The disease progresses through inflammation and dilates (expands) narrow airways. Since some breeds have narrower tracheas than others, they are also more susceptible to problems such as collapsing tracheas.

Early Symptoms

Excessive barking, shortness of breath, coughing, labored breathing. Increased thirst and appetite are often signs of a collapsed trachea in dogs. Also, tumors and cancerous growths can form on or near the trachea, causing compression, collapse, or constricting the airway. Some causes of the collapsed trachea are congenital, while others are acquired. In some cases, there won’t be any symptoms at all. That’s why it’s necessary to know how to identify if your dog has a collapsed trachea. It can save his life.

Late-Stage Symptoms

If your dog’s symptoms have progressed to this point, it is generally a dire situation. Aside from coughing, dogs with a damaged trachea might be more tired and inactive than usual. They might also experience problems breathing while they sleep—their legs and paws might kick involuntarily while they doze off.

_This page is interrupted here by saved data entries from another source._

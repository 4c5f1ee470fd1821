// BSD 3-Clause License
// Copyright (c) 2026, Virtual Cable S.L.
// All rights reserved.
//
// Redistribution and use in source and binary forms, with or without
// modification, are permitted provided that the following conditions are met:
//
// 1. Redistributions of source code must retain the above copyright notice,
//    this list of conditions and the following disclaimer.
//
// 2. Redistributions in binary form must reproduce the above copyright notice,
//    this list of conditions and the following disclaimer in the documentation
//    and/or other materials provided with the distribution.
//
// 3. Neither the name of the copyright holder nor the names of its contributors
//    may be used to endorse or promote products derived from this software
//    without specific prior written permission.
//
// THIS SOFTWARE IS PROVIDED BY THE COPYRIGHT HOLDERS AND CONTRIBUTORS "AS IS"
// AND ANY EXPRESS OR IMPLIED WARRANTIES, INCLUDING, BUT NOT LIMITED TO, THE
// IMPLIED WARRANTIES OF MERCHANTABILITY AND FITNESS FOR A PARTICULAR PURPOSE ARE
// DISCLAIMED. IN NO EVENT SHALL THE COPYRIGHT HOLDER OR CONTRIBUTORS BE LIABLE
// FOR ANY DIRECT, INDIRECT, INCIDENTAL, SPECIAL, EXEMPLARY, OR CONSEQUENTIAL
// DAMAGES (INCLUDING, BUT NOT LIMITED TO, PROCUREMENT OF SUBSTITUTE GOODS OR
// SERVICES; LOSS OF USE, DATA, OR PROFITS; OR BUSINESS INTERRUPTION) HOWEVER
// CAUSED AND ON ANY THEORY OF LIABILITY, WHETHER IN CONTRACT, STRICT LIABILITY,
// OR TORT (INCLUDING NEGLIGENCE OR OTHERWISE) ARISING IN ANY WAY OUT OF THE USE
// OF THIS SOFTWARE, EVEN IF ADVISED OF THE POSSIBILITY OF SUCH DAMAGE.

// Authors: Adolfo Gómez, dkmaster at dkmon dot com
use std::collections::HashMap;
use std::sync::{Arc, RwLock};

use crate::channels::ChannelFilter;
use crate::client::ServerClient;

/// In-memory indexes over connected clients and channel subscribers.
///
/// Every operation takes one lock for one map and never holds it across an
/// await point, so concurrent connection units stay linearizable. Identity
/// maps only ever drop an entry that still points at the removing client,
/// which keeps zombie takeovers safe in either destruction order.
#[derive(Default)]
pub struct Registry {
    connected: RwLock<HashMap<String, Arc<ServerClient>>>,
    node_ids: RwLock<HashMap<String, Arc<ServerClient>>>,
    client_ids: RwLock<HashMap<String, Arc<ServerClient>>>,
    user_ids: RwLock<HashMap<String, Vec<Arc<ServerClient>>>>,
    subscribers: RwLock<HashMap<String, HashMap<String, ChannelFilter>>>,
}

impl Registry {
    pub fn new() -> Self {
        Registry::default()
    }

    pub fn insert_connection(&self, client: Arc<ServerClient>) {
        self.connected
            .write()
            .unwrap()
            .insert(client.key.clone(), client);
    }

    pub fn remove_connection(&self, key: &str) -> Option<Arc<ServerClient>> {
        self.connected.write().unwrap().remove(key)
    }

    pub fn connection(&self, key: &str) -> Option<Arc<ServerClient>> {
        self.connected.read().unwrap().get(key).cloned()
    }

    pub fn connected_clients(&self) -> Vec<Arc<ServerClient>> {
        self.connected.read().unwrap().values().cloned().collect()
    }

    pub fn connected_count(&self) -> usize {
        self.connected.read().unwrap().len()
    }

    /// Registers an authenticated identity. Returns the client that held
    /// this node id before, if any (the zombie to evict).
    pub fn register_identity(
        &self,
        node_id: &str,
        client_id: &str,
        user_id: &str,
        client: Arc<ServerClient>,
    ) -> Option<Arc<ServerClient>> {
        let prior = self
            .node_ids
            .write()
            .unwrap()
            .insert(node_id.to_string(), client.clone());
        self.client_ids
            .write()
            .unwrap()
            .insert(client_id.to_string(), client.clone());
        self.user_ids
            .write()
            .unwrap()
            .entry(user_id.to_string())
            .or_default()
            .push(client);
        prior
    }

    /// Removes identity entries that still point at this client.
    pub fn unregister_identity(
        &self,
        node_id: &str,
        client_id: &str,
        user_id: &str,
        key: &str,
    ) {
        {
            let mut node_ids = self.node_ids.write().unwrap();
            if node_ids.get(node_id).is_some_and(|held| held.key == key) {
                node_ids.remove(node_id);
            }
        }
        {
            let mut client_ids = self.client_ids.write().unwrap();
            if client_ids.get(client_id).is_some_and(|held| held.key == key) {
                client_ids.remove(client_id);
            }
        }
        {
            let mut user_ids = self.user_ids.write().unwrap();
            if let Some(clients) = user_ids.get_mut(user_id) {
                clients.retain(|held| held.key != key);
                if clients.is_empty() {
                    user_ids.remove(user_id);
                }
            }
        }
    }

    pub fn client_by_node(&self, node_id: &str) -> Option<Arc<ServerClient>> {
        self.node_ids.read().unwrap().get(node_id).cloned()
    }

    pub fn client_by_client_id(&self, client_id: &str) -> Option<Arc<ServerClient>> {
        self.client_ids.read().unwrap().get(client_id).cloned()
    }

    pub fn clients_by_user(&self, user_id: &str) -> Vec<Arc<ServerClient>> {
        self.user_ids
            .read()
            .unwrap()
            .get(user_id)
            .cloned()
            .unwrap_or_default()
    }

    /// Records a subscriber. Returns true when the channel key is new.
    pub fn subscribe(&self, channel: &str, node_id: &str, filter: ChannelFilter) -> bool {
        let mut subscribers = self.subscribers.write().unwrap();
        let new_channel = !subscribers.contains_key(channel);
        subscribers
            .entry(channel.to_string())
            .or_default()
            .insert(node_id.to_string(), filter);
        new_channel
    }

    /// Removes a subscriber; drops the channel key with its last entry.
    /// Returns true when the subscriber was present.
    pub fn unsubscribe(&self, channel: &str, node_id: &str) -> bool {
        let mut subscribers = self.subscribers.write().unwrap();
        let Some(channel_subscribers) = subscribers.get_mut(channel) else {
            return false;
        };
        let removed = channel_subscribers.remove(node_id).is_some();
        if channel_subscribers.is_empty() {
            subscribers.remove(channel);
        }
        removed
    }

    /// Drops this node from every channel (client destroy).
    pub fn prune_subscriber(&self, node_id: &str) {
        let mut subscribers = self.subscribers.write().unwrap();
        subscribers.retain(|_, channel_subscribers| {
            channel_subscribers.remove(node_id);
            !channel_subscribers.is_empty()
        });
    }

    pub fn channel_subscribers(&self, channel: &str) -> Vec<(String, ChannelFilter)> {
        self.subscribers
            .read()
            .unwrap()
            .get(channel)
            .map(|channel_subscribers| {
                channel_subscribers
                    .iter()
                    .map(|(node_id, filter)| (node_id.clone(), filter.clone()))
                    .collect()
            })
            .unwrap_or_default()
    }

    /// Snapshot for tests and the status surface.
    pub fn subscribers_snapshot(&self) -> HashMap<String, HashMap<String, ChannelFilter>> {
        self.subscribers.read().unwrap().clone()
    }

    pub fn has_subscribers(&self, channel: &str) -> bool {
        self.subscribers.read().unwrap().contains_key(channel)
    }
}

#[cfg(test)]
mod tests;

As their condition worsens, your dog’s breathing will become very difficult; eventually, he won’t be able to breathe without opening his mouth. It’s essential to know if your pet has reached late-stage symptoms because these indicate a dire need for emergency care.  

How Can CBD Help Deal with a Collapsed Trachea in Dogs?

Since a collapsed trachea in dogs is often caused by inflammation, CBD oil can be an effective natural treatment. CBD oil is known to have anti-inflammatory properties that can help to reduce the swelling in the trachea and improve your dog’s breathing.

In addition, CBD oil also has analgesic (pain relief) properties that can help your pup feel more comfortable without the pain and discomfort of a collapsed trachea.

The positive effects of CBD are remarkable for dogs who have undergone surgery or still have cancerous tumors around the trachea. The soothing effects of CBD can also help your pup fall and stay asleep.

For best results, you should use full-spectrum CBD oil, which has all the cannabinoids, terpenes, and flavonoids working together to heal your pup’s body from the inside out.

Treatment Methods Vary  

There is no single solution that works for a collapsed trachea in dogs, and treatment can range from surgery to a temporary fix and everything in between. Surgery for a collapsed trachea may involve inserting a stent into your pet’s airway or inserting another device that makes it easier for your pet to breathe.

The Bottom Line

If you suspect your pet has symptoms, take it to a veterinarian immediately so it can be given antibiotics and exceptional food or medicine. There are also several non-medical methods you can try at home to help alleviate his symptoms.